The task =>
Write out each line of the records that has "InMemoryTelemetry" in it.

Stored entries:
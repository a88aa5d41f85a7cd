// Runtime assembly and background task lifecycle

//! # Canvas Runtime
//!
//! [`CanvasRuntime`] builds every engine component from a [`RuntimeConfig`] and wires them
//! together:
//!
//! ```text
//!   RuleEngine ──┐
//!                ├─> EventDispatcher <── trigger actions (ActionExecutor)
//!   Telemetry ───┘         ▲
//!                          ├── StateMachineManager (entry/exit actions)
//!                          └── TimeTriggerScheduler (trigger actions)
//!
//!   LockManager ─┬─> CollaborationService ──> BroadcastRegistry ──> clients
//!   CanvasState ─┘
//! ```
//!
//! Construction never spawns anything. [`CanvasRuntime::start`] spawns the two background
//! loops (trigger scheduler and lock sweep) on the current tokio runtime and
//! [`CanvasRuntime::shutdown`] stops them. A loop iteration that has begun always finishes
//! before its task exits.

use std::sync::{Arc, Mutex, PoisonError};
use std::time::Duration;
use serde_json::Value;
use tokio::task::JoinHandle;
use tokio_util::sync::CancellationToken;
use tracing::{debug, error, info, warn};

use crate::config::RuntimeConfig;
use crate::engine::actions::{ActionExecutor, Simulator};
use crate::engine::broadcast::BroadcastRegistry;
use crate::engine::canvas::{CanvasStateStore, DEFAULT_HISTORY_LIMIT};
use crate::engine::clock::{Clock, SystemClock};
use crate::engine::collaboration::CollaborationService;
use crate::engine::conditions::EvaluationContext;
use crate::engine::events::{DispatchReport, EventDispatcher};
use crate::engine::locks::LockManager;
use crate::engine::rules::RuleEngine;
use crate::engine::scheduler::TimeTriggerScheduler;
use crate::engine::states::{StateMachineManager, TransitionOutcome};
use crate::engine::telemetry::{Telemetry, TracingTelemetry};
use crate::models::Definitions;
use crate::{CanvasRuntimeError, Result};

struct BackgroundTasks {
    cancel: CancellationToken,
    handles: Vec<JoinHandle<()>>,
}

/// Every engine component, wired together
pub struct CanvasRuntime {
    config: RuntimeConfig,
    clock: Arc<dyn Clock>,
    telemetry: Arc<dyn Telemetry>,
    rules: Arc<RuleEngine>,
    executor: Arc<ActionExecutor>,
    states: Arc<StateMachineManager>,
    dispatcher: Arc<EventDispatcher>,
    scheduler: Arc<TimeTriggerScheduler>,
    collaboration: CollaborationService,
    tasks: Mutex<Option<BackgroundTasks>>,
}

impl CanvasRuntime {
    /// Runtime on the system clock, logging telemetry through `tracing`
    pub fn new(config: RuntimeConfig) -> Self {
        Self::with_parts(config, Arc::new(SystemClock), Arc::new(TracingTelemetry), None)
    }

    pub fn with_parts(
        config: RuntimeConfig,
        clock: Arc<dyn Clock>,
        telemetry: Arc<dyn Telemetry>,
        simulator: Option<Arc<dyn Simulator>>,
    ) -> Self {
        let rules = Arc::new(RuleEngine::new());

        let mut executor = ActionExecutor::new(telemetry.clone(), config.max_trigger_depth);
        if let Some(simulator) = simulator {
            executor = executor.with_simulator(simulator);
        }
        let executor = Arc::new(executor);

        let dispatcher = Arc::new(EventDispatcher::new(
            rules.clone(),
            executor.clone(),
            clock.clone(),
            telemetry.clone(),
            config.event_history_capacity,
        ));
        let states = Arc::new(StateMachineManager::new(executor.clone(), clock.clone()));
        let scheduler = Arc::new(
            TimeTriggerScheduler::new(executor.clone(), clock.clone()).with_event_sink(dispatcher.clone()),
        );

        let locks = Arc::new(LockManager::new(
            config.lock_timeout_seconds,
            clock.clone(),
            telemetry.clone(),
        ));
        let collaboration = CollaborationService::new(
            locks,
            Arc::new(BroadcastRegistry::new(config.client_buffer_capacity, clock.clone())),
            Arc::new(CanvasStateStore::new(DEFAULT_HISTORY_LIMIT)),
        );

        Self {
            config,
            clock,
            telemetry,
            rules,
            executor,
            states,
            dispatcher,
            scheduler,
            collaboration,
            tasks: Mutex::new(None),
        }
    }

    pub fn config(&self) -> &RuntimeConfig {
        &self.config
    }

    pub fn clock(&self) -> &Arc<dyn Clock> {
        &self.clock
    }

    pub fn telemetry(&self) -> &Arc<dyn Telemetry> {
        &self.telemetry
    }

    pub fn rules(&self) -> &RuleEngine {
        &self.rules
    }

    pub fn executor(&self) -> &ActionExecutor {
        &self.executor
    }

    pub fn states(&self) -> &StateMachineManager {
        &self.states
    }

    pub fn dispatcher(&self) -> &EventDispatcher {
        &self.dispatcher
    }

    pub fn scheduler(&self) -> &Arc<TimeTriggerScheduler> {
        &self.scheduler
    }

    pub fn collaboration(&self) -> &CollaborationService {
        &self.collaboration
    }

    /// Dispatch an element event
    pub fn dispatch(&self, element_id: &str, event_type: &str, event_data: Value) -> DispatchReport {
        self.dispatcher.dispatch(element_id, event_type, event_data)
    }

    /// Transition an element's state machine; trigger actions feed the dispatcher
    pub fn transition(
        &self,
        element_id: &str,
        target_state: &str,
        context: Option<&EvaluationContext>,
    ) -> TransitionOutcome {
        self.states
            .execute_transition(element_id, target_state, context, Some(self.dispatcher.as_ref()))
    }

    /// Register every rule, trigger and state machine of a definitions document
    ///
    /// Stops at the first entry that fails to register; entries before it stay installed.
    pub fn install(&self, definitions: Definitions) -> Result<()> {
        let (rules, triggers, machines) = (
            definitions.rules.len(),
            definitions.triggers.len(),
            definitions.state_machines.len(),
        );
        for rule in definitions.rules {
            self.rules.register_rule(rule)?;
        }
        for trigger in definitions.triggers {
            self.scheduler.register_time_trigger(trigger)?;
        }
        for machine in definitions.state_machines {
            self.states
                .register_state_machine(&machine.element_id, machine.states, &machine.initial_state)?;
        }
        info!(rules, triggers, state_machines = machines, "definitions installed");
        Ok(())
    }

    /// Spawn the scheduler and lock sweep loops on the current tokio runtime
    ///
    /// Starting a runtime that is already running is a no-op.
    pub fn start(&self) -> Result<()> {
        let handle = tokio::runtime::Handle::try_current().map_err(|e| {
            CanvasRuntimeError::Internal(format!("runtime must be started inside tokio: {}", e))
        })?;

        let mut tasks = self.tasks.lock().unwrap_or_else(PoisonError::into_inner);
        if tasks.is_some() {
            warn!("canvas runtime already running");
            return Ok(());
        }

        let cancel = CancellationToken::new();
        let scheduler = handle.spawn(
            self.scheduler
                .clone()
                .run(self.config.scheduler_poll_interval(), cancel.clone()),
        );
        let sweep = handle.spawn(run_lock_sweep(
            self.collaboration.clone(),
            self.config.lock_sweep_interval(),
            cancel.clone(),
        ));

        *tasks = Some(BackgroundTasks {
            cancel,
            handles: vec![scheduler, sweep],
        });
        info!(
            lock_timeout_seconds = self.config.lock_timeout_seconds,
            sweep_interval_seconds = self.config.lock_sweep_interval_seconds,
            "canvas runtime started"
        );
        Ok(())
    }

    pub fn is_running(&self) -> bool {
        self.tasks
            .lock()
            .unwrap_or_else(PoisonError::into_inner)
            .is_some()
    }

    /// Stop the background loops and wait for them to finish their current pass
    pub async fn shutdown(&self) {
        let tasks = self.tasks.lock().unwrap_or_else(PoisonError::into_inner).take();
        let Some(tasks) = tasks else {
            debug!("canvas runtime not running, nothing to shut down");
            return;
        };

        tasks.cancel.cancel();
        for handle in tasks.handles {
            if let Err(e) = handle.await {
                error!(error = %e, "background task ended abnormally");
            }
        }
        let closed = self.collaboration.registry().close_all();
        info!(closed_clients = closed, "canvas runtime stopped");
    }
}

/// Remove expired locks on a fixed interval until cancelled
async fn run_lock_sweep(collaboration: CollaborationService, every: Duration, cancel: CancellationToken) {
    info!(interval_seconds = every.as_secs(), "lock sweep started");
    let mut interval = tokio::time::interval(every);
    interval.set_missed_tick_behavior(tokio::time::MissedTickBehavior::Delay);

    loop {
        tokio::select! {
            _ = cancel.cancelled() => {
                info!("lock sweep stopping");
                break;
            }
            _ = interval.tick() => {
                let expired = collaboration.sweep_expired();
                if !expired.is_empty() {
                    debug!(expired = expired.len(), "lock sweep pass");
                }
            }
        }
    }
}

#[cfg(test)]
mod tests {
    use super::*;
    use crate::engine::clock::ManualClock;
    use crate::engine::telemetry::InMemoryTelemetry;
    use crate::models::{Action, BehaviorState, Schedule, StateCategory, StateTransition, TimeTrigger};
    use chrono::Duration as ChronoDuration;
    use serde_json::json;

    fn runtime() -> (CanvasRuntime, Arc<ManualClock>, Arc<InMemoryTelemetry>) {
        let clock = Arc::new(ManualClock::starting_now());
        let telemetry = Arc::new(InMemoryTelemetry::new());
        let config = RuntimeConfig {
            lock_timeout_seconds: 5,
            scheduler_poll_interval_ms: 10,
            ..RuntimeConfig::default()
        };
        let runtime = CanvasRuntime::with_parts(config, clock.clone(), telemetry.clone(), None);
        (runtime, clock, telemetry)
    }

    #[test]
    fn test_start_requires_tokio() {
        let (runtime, _, _) = runtime();
        assert!(runtime.start().is_err());
        assert!(!runtime.is_running());
    }

    #[test]
    fn test_shutdown_without_start_is_noop() {
        let (runtime, _, _) = runtime();
        let registration = runtime.collaboration().registry().register_client("c1", "alice", "s1");
        tokio_test::block_on(runtime.shutdown());
        // Clients stay registered when there was nothing to stop
        assert_eq!(runtime.collaboration().registry().client_count(), 1);
        drop(registration);
    }

    #[test]
    fn test_transition_actions_reach_dispatcher() {
        let (runtime, _, _) = runtime();
        runtime
            .states()
            .register_state_machine(
                "fan-2",
                vec![
                    BehaviorState::new("idle", StateCategory::Equipment)
                        .with_transition(StateTransition::to("running")),
                    BehaviorState::new("running", StateCategory::Equipment).with_entry_action(
                        Action::trigger(None, "operational_event", json!({"state": "running"})),
                    ),
                ],
                "idle",
            )
            .unwrap();

        let outcome = runtime.transition("fan-2", "running", None);
        assert!(outcome.is_completed());

        let history = runtime.dispatcher().history_for("fan-2");
        assert_eq!(history.len(), 1);
        assert_eq!(history[0].event_data["state"], json!("running"));
    }

    #[test]
    fn test_install_definitions() {
        let (runtime, _, _) = runtime();
        let definitions = Definitions::from_json(
            r#"{
                "rules": [{"id": "r1", "type": "operational", "conditions": [], "actions": []}],
                "triggers": [{"id": "t1", "schedule_type": "cyclic", "schedule_data": {"interval_seconds": 60}}],
                "state_machines": [{"element_id": "pump-1", "initial_state": "off",
                                    "states": [{"id": "off", "category": "equipment"}]}]
            }"#,
        )
        .unwrap();

        runtime.install(definitions).unwrap();
        assert_eq!(runtime.rules().rule_count(), 1);
        assert!(runtime.scheduler().get_time_trigger("t1").is_some());
        assert_eq!(runtime.states().get_element_state("pump-1").map(|s| s.to_string()), Some("off".to_string()));
    }

    #[tokio::test]
    async fn test_sweep_loop_expires_locks() {
        let (runtime, clock, _) = runtime();
        let collaboration = runtime.collaboration();
        let mut watcher = collaboration.connect("canvas1", "carol", "C");
        collaboration.lock("canvas1", "obj1", "A", "alice");
        assert_eq!(watcher.receiver.recv().await.map(|m| m.status), Some("locked".to_string()));

        clock.advance(ChronoDuration::seconds(6));
        runtime.start().unwrap();
        assert!(runtime.is_running());

        // the first sweep runs as soon as the loop starts
        let pushed = tokio::time::timeout(Duration::from_secs(5), watcher.receiver.recv())
            .await
            .unwrap();
        assert_eq!(pushed.map(|m| m.status), Some("expired".to_string()));
        assert!(collaboration.all_locks(None).is_empty());

        runtime.shutdown().await;
        assert!(!runtime.is_running());
        // shutdown closes client channels
        assert!(watcher.receiver.recv().await.is_none());
    }

    #[tokio::test]
    async fn test_scheduler_loop_fires_due_triggers() {
        let (runtime, clock, telemetry) = runtime();
        runtime
            .scheduler()
            .register_time_trigger(
                TimeTrigger::new("purge", Schedule::cyclic(60))
                    .for_element("ahu-1")
                    .with_action(Action::trigger(None, "system_event", json!({"purge": true}))),
            )
            .unwrap();
        runtime.scheduler().force_next_execution("purge", clock.now()).unwrap();

        runtime.start().unwrap();
        runtime.start().unwrap();

        let mut fired = false;
        for _ in 0..200 {
            if !runtime.dispatcher().history_for("ahu-1").is_empty() {
                fired = true;
                break;
            }
            tokio::time::sleep(Duration::from_millis(10)).await;
        }
        runtime.shutdown().await;

        assert!(fired);
        assert_eq!(telemetry.counter("event.system_event.handled"), 1);
        let trigger = runtime.scheduler().get_time_trigger("purge").unwrap();
        assert_eq!(trigger.next_execution, Some(clock.now() + ChronoDuration::seconds(60)));
    }
}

Answer box =>
    use crate::engine::telemetry::InMemoryTelemetry;
    fn runtime() -> (CanvasRuntime, Arc<ManualClock>, Arc<InMemoryTelemetry>) {
        let telemetry = Arc::new(InMemoryTelemetry::new());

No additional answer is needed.